Beyond infrastructure, the role encompasses policy development - drafting data protection procedures and controls tailored to a regulatory environment - as well as risk assessments, vendor contract reviews, and employee training programs. The consultant will also serve as the primary liaison between the organization and regulatory authorities during audits or inquiries. This is not a purely advisory post; it requires direct accountability for outcomes.
- Conducting comprehensive analysis of DPDP Act 2023 obligations specific to the digital office setup
- Developing and implementing data protection policies, procedures, and internal controls
- Evaluating and advising on cloud computing, cybersecurity, and data encryption choices
- Reviewing and negotiating third-party vendor and service provider contracts for data protection compliance
- Designing staff training and awareness programs on data protection responsibilities
- Acting as the institutional point of contact with regulatory authorities
The Qualification Profile and What It Signals
The minimum requirement is a bachelor's degree in law, though a master's is preferred and advanced qualifications in data protection, privacy law, or cybersecurity carry additional weight. The preference for internationally recognized privacy certifications - CIPP (Certified Information Privacy Professional) and CIPM (Certified Information Privacy Manager), both administered by the International Association of Privacy Professionals - signals that Digital India Corporation is looking for someone conversant with global data protection norms, not only domestic law. This is consistent with India's broader ambition to position the DPDP Act as a framework comparable in rigor to the European Union's General Data Protection Regulation.
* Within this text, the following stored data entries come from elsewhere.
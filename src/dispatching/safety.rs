//! Safety and capacity rule evaluation for one section.
//!
//! [`SectionRules`] folds the section's own limits and every applicable
//! constraint into effective values (headway, capacity, maintenance
//! windows, speed and crossing limits), then evaluates any
//! [`ConstraintRule`] against a [`CandidateSchedule`].
//!
//! # Precedence
//! Section-scoped SafetyDistance overrides network-wide SafetyDistance,
//! which overrides the configured default. Capacity is the minimum of the
//! section capacity and every applicable PlatformCapacity.
//!
//! # Complexity
//! Headway and capacity checks sort the intervals once and then sweep:
//! O(n log n) per section.

use crate::config::DetectionConfig;
use crate::models::{
    Constraint, ConstraintRule, RailwaySection, SpeedProfilePoint, TimeWindow, TrainPriority,
};

/// How an entry takes part in evaluation.
#[derive(Debug, Clone, Copy, PartialEq, Eq)]
pub enum EntryRole {
    /// Revised by the current pass; all rules apply.
    Movable,
    /// Scheduled and left as is; per-train limits are not re-checked.
    Fixed,
    /// In the section without a slot for it; counts for capacity only.
    Present,
}

/// One train's occupancy in a candidate schedule.
#[derive(Debug, Clone, PartialEq)]
pub struct CandidateEntry {
    pub train_id: String,
    pub priority: TrainPriority,
    pub window: TimeWindow,
    pub speed_profile: Vec<SpeedProfilePoint>,
    pub role: EntryRole,
}

impl CandidateEntry {
    pub fn new(
        train_id: impl Into<String>,
        priority: TrainPriority,
        window: TimeWindow,
        role: EntryRole,
    ) -> Self {
        Self {
            train_id: train_id.into(),
            priority,
            window,
            speed_profile: Vec::new(),
            role,
        }
    }

    pub fn with_profile(mut self, profile: Vec<SpeedProfilePoint>) -> Self {
        self.speed_profile = profile;
        self
    }

    fn is_scheduled(&self) -> bool {
        self.role != EntryRole::Present
    }
}

/// A proposed occupancy of one section.
#[derive(Debug, Clone, Default, PartialEq)]
pub struct CandidateSchedule {
    pub section_id: String,
    pub entries: Vec<CandidateEntry>,
}

impl CandidateSchedule {
    pub fn new(section_id: impl Into<String>) -> Self {
        Self {
            section_id: section_id.into(),
            entries: Vec::new(),
        }
    }

    pub fn with_entry(mut self, entry: CandidateEntry) -> Self {
        self.entries.push(entry);
        self
    }

    /// Entries taking part in headway and precedence, sorted by start.
    fn scheduled_by_start(&self) -> Vec<&CandidateEntry> {
        let mut entries: Vec<&CandidateEntry> =
            self.entries.iter().filter(|e| e.is_scheduled()).collect();
        entries.sort_by(|a, b| {
            a.window
                .start_ms
                .cmp(&b.window.start_ms)
                .then_with(|| a.train_id.cmp(&b.train_id))
        });
        entries
    }
}

/// Maximum number of simultaneously open windows.
///
/// Ends are processed before starts at equal times, so back-to-back
/// windows do not overlap.
pub fn max_concurrency<'a>(windows: impl IntoIterator<Item = &'a TimeWindow>) -> usize {
    let mut events: Vec<(i64, i32)> = Vec::new();
    for w in windows {
        if w.end_ms > w.start_ms {
            events.push((w.start_ms, 1));
            events.push((w.end_ms, -1));
        }
    }
    events.sort_unstable();

    let mut open = 0i32;
    let mut peak = 0i32;
    for (_, delta) in events {
        open += delta;
        peak = peak.max(open);
    }
    peak as usize
}

/// Wait imposed on `follower` by `leader` (ms), or 0 if none.
///
/// The follower must wait when it enters less than one headway after the
/// leader leaves, or while the leader is still inside a single-track
/// section.
pub fn forced_wait_ms(
    leader: &TimeWindow,
    follower: &TimeWindow,
    headway_ms: i64,
    capacity: u32,
) -> i64 {
    if follower.start_ms < leader.start_ms {
        return 0;
    }
    let gap = follower.start_ms - leader.end_ms;
    let blocked = if gap >= 0 {
        gap < headway_ms
    } else {
        capacity <= 1
    };
    if !blocked {
        return 0;
    }
    leader.end_ms + headway_ms - follower.start_ms
}

/// Effective operating rules of one section.
#[derive(Debug, Clone, PartialEq)]
pub struct SectionRules {
    pub section_id: String,
    /// Whether the section status admits trains.
    pub available: bool,
    /// Effective capacity.
    pub capacity: u32,
    /// Effective headway (ms).
    pub headway_ms: i64,
    /// Wait a higher-priority train may absorb (ms).
    pub precedence_tolerance_ms: i64,
    /// Maintenance windows in force.
    pub maintenance: Vec<TimeWindow>,
    /// Effective speed ceiling (km/h).
    pub max_speed_kmh: f64,
    /// Section length (km).
    pub length_km: f64,
    /// Precedence pairs (higher, lower).
    pub priority_rules: Vec<(TrainPriority, TrainPriority)>,
    hard: Vec<ConstraintRule>,
}

impl SectionRules {
    /// Resolves the effective rules for a section.
    pub fn resolve<'a>(
        section: &RailwaySection,
        constraints: impl IntoIterator<Item = &'a Constraint>,
        detection: &DetectionConfig,
    ) -> Self {
        let mut scoped_headway: Option<i64> = None;
        let mut global_headway: Option<i64> = None;
        let mut capacity = section.capacity;
        let mut maintenance = Vec::new();
        let mut max_speed_kmh = section.max_speed_kmh;
        let mut priority_rules = Vec::new();
        let mut extra_hard = Vec::new();

        for c in constraints {
            if !c.applies_to(&section.id) {
                continue;
            }
            match &c.rule {
                ConstraintRule::SafetyDistance { min_headway_ms } => {
                    let slot = if c.section_id.is_some() {
                        &mut scoped_headway
                    } else {
                        &mut global_headway
                    };
                    *slot = Some(slot.map_or(*min_headway_ms, |h| h.max(*min_headway_ms)));
                }
                ConstraintRule::PlatformCapacity { capacity: cap } => {
                    capacity = capacity.min(*cap);
                }
                ConstraintRule::MaintenanceWindow { start_ms, end_ms } => {
                    maintenance.push(TimeWindow::new(*start_ms, *end_ms));
                }
                ConstraintRule::SpeedLimit { max_speed_kmh: limit } => {
                    max_speed_kmh = max_speed_kmh.min(*limit);
                    if c.is_hard() {
                        extra_hard.push(c.rule.clone());
                    }
                }
                ConstraintRule::CrossingTime { .. } => {
                    if c.is_hard() {
                        extra_hard.push(c.rule.clone());
                    }
                }
                ConstraintRule::TrainPriority { higher, lower } => {
                    priority_rules.push((*higher, *lower));
                    if c.is_hard() {
                        extra_hard.push(c.rule.clone());
                    }
                }
            }
        }
        maintenance.sort_by_key(|w| w.start_ms);

        let headway_ms = scoped_headway
            .or(global_headway)
            .unwrap_or_else(|| detection.default_headway_ms());

        let mut hard = vec![
            ConstraintRule::SafetyDistance {
                min_headway_ms: headway_ms,
            },
            ConstraintRule::PlatformCapacity { capacity },
        ];
        hard.extend(maintenance.iter().map(|w| ConstraintRule::MaintenanceWindow {
            start_ms: w.start_ms,
            end_ms: w.end_ms,
        }));
        hard.extend(extra_hard);

        Self {
            section_id: section.id.clone(),
            available: section.is_available(),
            capacity,
            headway_ms,
            precedence_tolerance_ms: detection.precedence_tolerance_ms(),
            maintenance,
            max_speed_kmh,
            length_km: section.length_km,
            priority_rules,
            hard,
        }
    }

    /// Rules a committed schedule must never break.
    pub fn hard_rules(&self) -> &[ConstraintRule] {
        &self.hard
    }

    /// First maintenance window overlapping `window`.
    pub fn maintenance_overlap(&self, window: &TimeWindow) -> Option<&TimeWindow> {
        self.maintenance.iter().find(|m| m.overlaps(window))
    }

    /// Wait `follower` would absorb behind `leader` under this section's
    /// headway and capacity.
    pub fn forced_wait_ms(&self, leader: &TimeWindow, follower: &TimeWindow) -> i64 {
        forced_wait_ms(leader, follower, self.headway_ms, self.capacity)
    }

    /// Whether `candidate` breaks `rule`.
    pub fn violates(&self, rule: &ConstraintRule, candidate: &CandidateSchedule) -> bool {
        match rule {
            ConstraintRule::SafetyDistance { min_headway_ms } => {
                headway_breach(candidate, *min_headway_ms)
            }
            ConstraintRule::PlatformCapacity { capacity } => {
                max_concurrency(candidate.entries.iter().map(|e| &e.window)) > *capacity as usize
            }
            ConstraintRule::TrainPriority { higher, lower } => {
                let entries = candidate.scheduled_by_start();
                entries.iter().enumerate().any(|(i, leader)| {
                    leader.priority == *lower
                        && entries[i + 1..].iter().any(|follower| {
                            follower.priority == *higher
                                && follower.window.start_ms > leader.window.start_ms
                                && self.forced_wait_ms(&leader.window, &follower.window)
                                    > self.precedence_tolerance_ms
                        })
                })
            }
            ConstraintRule::MaintenanceWindow { start_ms, end_ms } => {
                let closed = TimeWindow::new(*start_ms, *end_ms);
                candidate.entries.iter().any(|e| e.window.overlaps(&closed))
            }
            ConstraintRule::SpeedLimit { max_speed_kmh } => candidate
                .entries
                .iter()
                .filter(|e| e.role == EntryRole::Movable)
                .flat_map(|e| e.speed_profile.iter())
                .any(|p| p.speed_kmh > *max_speed_kmh + 1e-9),
            ConstraintRule::CrossingTime { min_crossing_ms } => candidate
                .entries
                .iter()
                .filter(|e| e.role == EntryRole::Movable)
                .any(|e| e.window.duration_ms() < *min_crossing_ms),
        }
    }

    /// First hard rule `candidate` breaks.
    pub fn first_hard_violation(&self, candidate: &CandidateSchedule) -> Option<&ConstraintRule> {
        self.hard.iter().find(|r| self.violates(r, candidate))
    }
}

/// Whether two successive non-overlapping windows are closer than `headway_ms`.
fn headway_breach(candidate: &CandidateSchedule, headway_ms: i64) -> bool {
    if headway_ms <= 0 {
        return false;
    }
    let entries = candidate.scheduled_by_start();
    let starts: Vec<i64> = entries.iter().map(|e| e.window.start_ms).collect();

    entries.iter().enumerate().any(|(i, e)| {
        // First window starting at or after this one ends
        let mut j = starts.partition_point(|s| *s < e.window.end_ms);
        if j == i {
            j += 1;
        }
        j < starts.len() && starts[j] - e.window.end_ms < headway_ms
    })
}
The emphasis on communication and stakeholder collaboration is also deliberate. Building a digital regulatory office requires sustained coordination across legal, technical, administrative, and policy functions. A consultant who can interpret the law but cannot translate it for engineers, or who can evaluate technology but cannot communicate risk to senior leadership, will be limited in what they can actually accomplish.
Interested Candidates: How to Apply
Applications are to be submitted online through the official Digital India Corporation portal. Candidates meeting the qualification and experience criteria are advised to review the full official notification for eligibility conditions, application deadlines, and any additional documentation requirements before submitting. Given that this is a single-position recruitment on a contractual and consolidated basis, the selection process is expected to be competitive.
The appointment represents an early but consequential step in building the institutional capacity that will allow India's Data Protection Board to function as an effective, credible regulator - one that can hold data fiduciaries to account precisely because its own house is in demonstrable order.